Your assignment:
If a line in the entries below contains "values", copy it.

[Collected data]
———

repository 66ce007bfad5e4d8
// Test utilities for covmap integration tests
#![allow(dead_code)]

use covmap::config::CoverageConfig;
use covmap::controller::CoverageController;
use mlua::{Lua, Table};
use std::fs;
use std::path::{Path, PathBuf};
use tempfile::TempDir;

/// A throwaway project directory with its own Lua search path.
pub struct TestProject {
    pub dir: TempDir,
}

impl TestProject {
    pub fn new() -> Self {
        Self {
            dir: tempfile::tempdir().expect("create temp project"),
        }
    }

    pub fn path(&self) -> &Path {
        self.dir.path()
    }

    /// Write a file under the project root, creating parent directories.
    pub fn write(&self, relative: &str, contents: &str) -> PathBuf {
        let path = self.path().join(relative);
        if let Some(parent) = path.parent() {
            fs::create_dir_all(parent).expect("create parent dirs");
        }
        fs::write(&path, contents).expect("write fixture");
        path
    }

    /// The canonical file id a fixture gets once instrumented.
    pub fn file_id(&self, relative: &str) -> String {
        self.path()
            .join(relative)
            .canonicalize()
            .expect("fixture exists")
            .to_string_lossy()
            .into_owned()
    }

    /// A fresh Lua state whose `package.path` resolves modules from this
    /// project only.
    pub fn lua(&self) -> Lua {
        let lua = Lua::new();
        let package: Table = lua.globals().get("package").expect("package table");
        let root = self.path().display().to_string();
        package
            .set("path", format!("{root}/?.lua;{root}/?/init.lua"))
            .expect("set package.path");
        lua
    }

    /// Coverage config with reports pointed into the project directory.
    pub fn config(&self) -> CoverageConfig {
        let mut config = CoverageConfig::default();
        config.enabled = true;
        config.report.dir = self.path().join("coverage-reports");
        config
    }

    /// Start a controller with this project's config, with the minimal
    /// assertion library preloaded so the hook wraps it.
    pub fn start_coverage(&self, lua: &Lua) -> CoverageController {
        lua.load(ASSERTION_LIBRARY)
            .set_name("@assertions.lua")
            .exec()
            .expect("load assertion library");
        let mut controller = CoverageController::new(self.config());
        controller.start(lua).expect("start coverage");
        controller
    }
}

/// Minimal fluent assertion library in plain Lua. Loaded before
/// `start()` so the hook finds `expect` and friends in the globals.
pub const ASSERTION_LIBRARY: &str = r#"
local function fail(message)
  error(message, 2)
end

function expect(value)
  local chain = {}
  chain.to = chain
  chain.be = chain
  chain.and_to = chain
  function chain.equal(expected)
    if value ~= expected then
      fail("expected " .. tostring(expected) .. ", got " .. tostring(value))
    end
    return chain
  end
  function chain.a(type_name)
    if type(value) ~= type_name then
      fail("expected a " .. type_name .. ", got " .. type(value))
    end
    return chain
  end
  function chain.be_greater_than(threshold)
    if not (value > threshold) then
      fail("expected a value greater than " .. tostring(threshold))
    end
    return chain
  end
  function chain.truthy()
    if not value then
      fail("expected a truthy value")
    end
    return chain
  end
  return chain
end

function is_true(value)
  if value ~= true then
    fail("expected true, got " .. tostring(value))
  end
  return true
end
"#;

———

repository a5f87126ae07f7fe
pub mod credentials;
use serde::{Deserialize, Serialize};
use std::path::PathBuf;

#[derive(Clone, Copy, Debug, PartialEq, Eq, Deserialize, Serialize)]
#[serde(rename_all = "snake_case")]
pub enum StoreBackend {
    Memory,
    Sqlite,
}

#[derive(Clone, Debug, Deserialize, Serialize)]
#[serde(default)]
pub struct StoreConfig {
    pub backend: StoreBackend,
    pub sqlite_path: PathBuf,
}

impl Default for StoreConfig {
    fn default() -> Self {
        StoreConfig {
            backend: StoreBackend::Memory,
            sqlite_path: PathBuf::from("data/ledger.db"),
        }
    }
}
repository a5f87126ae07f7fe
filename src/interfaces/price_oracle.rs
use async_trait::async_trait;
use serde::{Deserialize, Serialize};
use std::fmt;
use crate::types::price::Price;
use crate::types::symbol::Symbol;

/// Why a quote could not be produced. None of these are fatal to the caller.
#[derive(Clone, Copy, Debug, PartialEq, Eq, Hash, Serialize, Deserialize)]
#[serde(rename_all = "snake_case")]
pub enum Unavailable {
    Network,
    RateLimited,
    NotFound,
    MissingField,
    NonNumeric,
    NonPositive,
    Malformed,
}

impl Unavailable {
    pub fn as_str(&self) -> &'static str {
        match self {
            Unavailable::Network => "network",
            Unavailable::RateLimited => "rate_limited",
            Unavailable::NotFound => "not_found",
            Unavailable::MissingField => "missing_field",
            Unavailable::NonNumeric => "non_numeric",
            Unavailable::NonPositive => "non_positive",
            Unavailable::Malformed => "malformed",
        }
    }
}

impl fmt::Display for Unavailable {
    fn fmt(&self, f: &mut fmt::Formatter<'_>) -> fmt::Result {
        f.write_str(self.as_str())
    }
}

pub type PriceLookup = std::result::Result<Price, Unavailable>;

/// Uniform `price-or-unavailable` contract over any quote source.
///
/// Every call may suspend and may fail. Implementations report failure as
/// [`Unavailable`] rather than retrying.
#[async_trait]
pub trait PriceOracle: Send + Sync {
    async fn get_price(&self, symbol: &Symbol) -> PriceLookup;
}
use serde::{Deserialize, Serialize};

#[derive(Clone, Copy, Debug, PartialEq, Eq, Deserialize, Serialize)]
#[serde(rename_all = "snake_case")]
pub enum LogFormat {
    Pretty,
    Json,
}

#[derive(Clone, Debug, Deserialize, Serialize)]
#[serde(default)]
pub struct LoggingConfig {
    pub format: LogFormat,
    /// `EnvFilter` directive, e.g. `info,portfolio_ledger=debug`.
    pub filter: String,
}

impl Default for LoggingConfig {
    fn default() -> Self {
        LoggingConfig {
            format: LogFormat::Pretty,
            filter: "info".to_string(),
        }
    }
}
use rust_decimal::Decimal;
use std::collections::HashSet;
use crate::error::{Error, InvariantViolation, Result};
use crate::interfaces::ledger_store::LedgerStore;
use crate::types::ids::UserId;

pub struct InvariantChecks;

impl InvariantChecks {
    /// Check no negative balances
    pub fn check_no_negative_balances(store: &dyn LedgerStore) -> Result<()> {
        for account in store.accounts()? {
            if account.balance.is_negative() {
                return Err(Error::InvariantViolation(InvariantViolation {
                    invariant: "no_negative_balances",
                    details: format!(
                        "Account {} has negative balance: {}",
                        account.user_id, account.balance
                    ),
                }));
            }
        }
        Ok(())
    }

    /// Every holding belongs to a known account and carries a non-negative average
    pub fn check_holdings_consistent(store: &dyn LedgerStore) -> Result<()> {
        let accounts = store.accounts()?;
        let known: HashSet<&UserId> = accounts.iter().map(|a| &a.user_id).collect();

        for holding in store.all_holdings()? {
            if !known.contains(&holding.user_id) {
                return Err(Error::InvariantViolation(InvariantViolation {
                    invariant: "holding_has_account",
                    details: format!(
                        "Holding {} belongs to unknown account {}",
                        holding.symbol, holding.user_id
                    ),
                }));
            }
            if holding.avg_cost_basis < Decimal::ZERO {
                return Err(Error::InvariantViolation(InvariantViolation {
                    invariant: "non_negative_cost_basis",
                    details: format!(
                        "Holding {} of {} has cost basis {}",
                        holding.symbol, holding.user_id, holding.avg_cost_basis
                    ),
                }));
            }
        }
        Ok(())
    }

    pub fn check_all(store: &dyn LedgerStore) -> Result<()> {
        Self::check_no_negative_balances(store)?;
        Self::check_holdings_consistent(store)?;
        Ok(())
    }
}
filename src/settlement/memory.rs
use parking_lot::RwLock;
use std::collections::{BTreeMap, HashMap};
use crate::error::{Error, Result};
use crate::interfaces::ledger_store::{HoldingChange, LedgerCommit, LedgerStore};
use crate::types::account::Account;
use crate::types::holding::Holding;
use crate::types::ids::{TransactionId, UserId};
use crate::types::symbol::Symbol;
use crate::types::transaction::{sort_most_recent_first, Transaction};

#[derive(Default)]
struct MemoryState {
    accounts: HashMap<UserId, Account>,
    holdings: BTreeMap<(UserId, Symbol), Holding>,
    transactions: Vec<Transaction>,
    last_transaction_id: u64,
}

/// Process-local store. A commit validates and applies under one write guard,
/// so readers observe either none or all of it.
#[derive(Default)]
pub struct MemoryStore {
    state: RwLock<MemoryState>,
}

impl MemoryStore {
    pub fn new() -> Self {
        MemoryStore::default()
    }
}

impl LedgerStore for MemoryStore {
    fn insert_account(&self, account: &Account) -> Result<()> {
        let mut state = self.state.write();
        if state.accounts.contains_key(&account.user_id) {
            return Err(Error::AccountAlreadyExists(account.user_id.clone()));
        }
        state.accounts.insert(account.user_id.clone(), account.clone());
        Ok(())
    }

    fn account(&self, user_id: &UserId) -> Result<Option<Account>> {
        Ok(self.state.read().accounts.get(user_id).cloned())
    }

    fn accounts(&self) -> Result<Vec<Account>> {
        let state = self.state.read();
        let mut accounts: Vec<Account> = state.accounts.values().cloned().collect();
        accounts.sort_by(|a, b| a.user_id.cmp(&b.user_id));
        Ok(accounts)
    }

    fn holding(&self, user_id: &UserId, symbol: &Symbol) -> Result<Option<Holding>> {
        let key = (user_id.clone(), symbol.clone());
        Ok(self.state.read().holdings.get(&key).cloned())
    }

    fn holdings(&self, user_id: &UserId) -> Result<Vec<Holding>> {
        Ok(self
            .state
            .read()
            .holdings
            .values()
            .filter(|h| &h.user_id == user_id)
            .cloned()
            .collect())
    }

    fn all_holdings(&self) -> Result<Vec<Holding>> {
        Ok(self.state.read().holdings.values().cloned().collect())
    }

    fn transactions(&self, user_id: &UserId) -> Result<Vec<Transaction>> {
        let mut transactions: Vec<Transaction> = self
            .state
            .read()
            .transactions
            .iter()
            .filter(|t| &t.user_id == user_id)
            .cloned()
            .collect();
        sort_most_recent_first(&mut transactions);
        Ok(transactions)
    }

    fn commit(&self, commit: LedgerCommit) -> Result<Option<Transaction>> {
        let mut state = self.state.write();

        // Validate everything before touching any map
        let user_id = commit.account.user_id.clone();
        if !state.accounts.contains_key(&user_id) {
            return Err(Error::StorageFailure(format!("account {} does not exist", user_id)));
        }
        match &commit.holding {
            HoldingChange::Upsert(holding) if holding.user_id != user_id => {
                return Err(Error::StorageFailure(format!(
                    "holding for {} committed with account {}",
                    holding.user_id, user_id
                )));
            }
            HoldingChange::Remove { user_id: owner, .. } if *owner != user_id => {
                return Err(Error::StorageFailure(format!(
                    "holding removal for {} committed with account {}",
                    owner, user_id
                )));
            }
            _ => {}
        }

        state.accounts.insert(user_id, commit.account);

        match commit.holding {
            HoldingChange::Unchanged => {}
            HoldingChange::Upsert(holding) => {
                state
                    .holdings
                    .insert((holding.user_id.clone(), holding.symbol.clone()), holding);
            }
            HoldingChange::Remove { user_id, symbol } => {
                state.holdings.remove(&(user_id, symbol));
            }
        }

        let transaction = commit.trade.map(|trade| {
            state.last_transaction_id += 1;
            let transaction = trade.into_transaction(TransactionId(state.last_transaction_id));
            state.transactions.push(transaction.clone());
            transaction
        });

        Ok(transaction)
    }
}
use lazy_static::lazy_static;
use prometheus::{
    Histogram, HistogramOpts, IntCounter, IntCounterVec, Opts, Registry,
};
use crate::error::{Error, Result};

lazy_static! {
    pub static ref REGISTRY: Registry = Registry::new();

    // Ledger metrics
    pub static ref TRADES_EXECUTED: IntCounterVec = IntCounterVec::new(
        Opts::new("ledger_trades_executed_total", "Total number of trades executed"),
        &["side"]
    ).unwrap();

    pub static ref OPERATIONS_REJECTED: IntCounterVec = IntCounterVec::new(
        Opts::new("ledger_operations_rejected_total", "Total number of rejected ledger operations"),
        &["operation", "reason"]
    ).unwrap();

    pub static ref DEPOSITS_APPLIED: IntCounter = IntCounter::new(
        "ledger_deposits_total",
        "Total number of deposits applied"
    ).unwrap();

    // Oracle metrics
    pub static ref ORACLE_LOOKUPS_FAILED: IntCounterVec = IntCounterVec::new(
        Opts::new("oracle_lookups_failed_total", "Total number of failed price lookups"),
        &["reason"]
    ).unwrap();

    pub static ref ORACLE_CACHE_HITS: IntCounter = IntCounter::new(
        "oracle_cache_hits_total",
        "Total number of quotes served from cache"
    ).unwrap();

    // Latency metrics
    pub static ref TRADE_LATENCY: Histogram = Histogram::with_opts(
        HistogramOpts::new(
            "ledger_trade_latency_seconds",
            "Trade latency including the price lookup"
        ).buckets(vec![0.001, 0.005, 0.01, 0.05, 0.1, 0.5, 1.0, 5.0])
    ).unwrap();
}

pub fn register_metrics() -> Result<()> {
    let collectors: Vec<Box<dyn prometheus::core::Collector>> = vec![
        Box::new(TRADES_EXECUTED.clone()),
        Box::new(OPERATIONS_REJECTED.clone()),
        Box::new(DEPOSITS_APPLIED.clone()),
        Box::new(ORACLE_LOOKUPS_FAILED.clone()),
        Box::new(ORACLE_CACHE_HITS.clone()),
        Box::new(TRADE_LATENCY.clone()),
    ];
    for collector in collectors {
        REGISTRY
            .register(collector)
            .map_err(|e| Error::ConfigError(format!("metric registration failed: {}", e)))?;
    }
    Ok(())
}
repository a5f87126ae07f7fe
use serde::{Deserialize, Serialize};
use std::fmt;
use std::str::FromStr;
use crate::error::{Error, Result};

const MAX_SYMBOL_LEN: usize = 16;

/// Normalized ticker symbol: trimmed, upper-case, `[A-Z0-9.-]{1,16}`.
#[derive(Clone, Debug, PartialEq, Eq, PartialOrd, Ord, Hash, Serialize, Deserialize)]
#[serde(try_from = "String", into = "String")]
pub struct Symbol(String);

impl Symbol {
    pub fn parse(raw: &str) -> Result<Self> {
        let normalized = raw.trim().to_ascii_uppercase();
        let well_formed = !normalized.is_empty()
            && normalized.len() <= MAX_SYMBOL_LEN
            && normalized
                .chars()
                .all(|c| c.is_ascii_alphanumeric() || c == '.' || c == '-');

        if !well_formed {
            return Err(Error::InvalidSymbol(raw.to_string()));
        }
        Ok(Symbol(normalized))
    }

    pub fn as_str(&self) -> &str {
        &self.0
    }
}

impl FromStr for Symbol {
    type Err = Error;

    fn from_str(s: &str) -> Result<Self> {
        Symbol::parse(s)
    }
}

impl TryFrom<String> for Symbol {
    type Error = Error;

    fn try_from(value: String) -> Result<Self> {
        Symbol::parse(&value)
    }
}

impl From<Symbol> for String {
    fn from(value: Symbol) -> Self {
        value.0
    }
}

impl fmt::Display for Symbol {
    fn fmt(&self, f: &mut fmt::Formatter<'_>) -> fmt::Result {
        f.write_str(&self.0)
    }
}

———

Answer section:
        let mut accounts: Vec<Account> = state.accounts.values().cloned().collect();
            .values()
        Ok(self.state.read().holdings.values().cloned().collect())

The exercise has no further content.